Antigo bem-vindo do Cine Tênis Verde
Caloni, 2010-04-01 cinema blog2026-01-24 A partir da data original deste artigo comecei a escrever sobre cinema em um domínio próprio, que nos anos recentes acabou se juntando ao meu blogue técnico em uma massa de milhares de textos. Assim como estou fazendo a curadoria dos textos técnicos, muito menos dos mais de 1300 e lá vai cacetada textos das críticas que fiz estarão aqui no blogue. Irei poupá-los desta poluição nessa versão mais enxuta. O texto abaixo está disponível como um aviso de mudança de fase do autor que vos escreve.
Assistir filmes pode ser usado como entretenimento e fuga da realidade. E, de fato, a maioria das pessoas usa o cinema para isso (eu incluso). No entanto, como tudo na vida, esta forma automática de reagir ao conteúdo que nos é jogado para consumir não é a melhor maneira de interagir com o mundo, nem de aproveitar duas horas de lazer de sua vida.
O Cinema se construiu como parte integrante da era industrial, consequência quase que lógica do avanço do capitalismo e do fornecimento de bens e serviços para uma imensa massa que era antes excluída dos bens mais essenciais à vida humana. Isso torna tudo mais complicado, pois como pode, caro leitor, uma obra ser produzida como um produto, um empreendimento de risco, visando o lucro, e ao mesmo tempo conquistar corações e mentes, e, algumas raras vezes, elevar a comunicação audiovisual em um novo patamar estético e ser celebrado como uma nova forma de arte, talvez a mais completa e complexa que um ser humano poderá experimentar neste mundo?

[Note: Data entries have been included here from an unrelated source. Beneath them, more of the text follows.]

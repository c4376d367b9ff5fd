#![warn(missing_docs)]

//! simpacket-packet: the packet type tying a byte buffer to its metadata log.
//!
//! - [`PacketContext`]: per-simulation settings and packet uid allocation
//! - [`Packet`]: header, trailer, fragment and merge operations kept in sync across bytes
//!   and metadata
//! - [`Chunk`], [`Header`], [`Trailer`]: what protocol code implements to live in a packet

/// Chunk capability traits.
pub mod chunk;
/// Packet creation context.
pub mod context;
/// The packet type.
pub mod packet;
/// Typed printer registration.
pub mod printer;
/// Whole-packet transfer form.
pub mod transfer;

pub use chunk::{Chunk, Header, Trailer};
pub use context::PacketContext;
pub use packet::Packet;
pub use printer::PrinterExt;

Para que tudo isso faça sentido é vital que as pessoas assistam cada vez mais e mais filmes, pois apenas pela prática poderemos atingir a excelência em algo na vida. Porém, diferente de consumidores passivos, que deixam seu cérebro em uma tigela enquanto mastigam pipocas como zumbis observando a historinha que é colocada na sala escura cada vez mais cheia de pequenas telas dos celulares dos outros tipos de zumbis, é imperativo que usemos o cérebro e nossa mente como ferramentas de análise crítica do que nos é imposto pela mágica da projeção em 24 (ou 48) fps. Não aguentaremos mais os velhos formatos de uma mídia enlatada se conseguirmos projetar como consumidores ativos para quais tipos de obras dedicaremos nosso tempo e suado dinheirinho.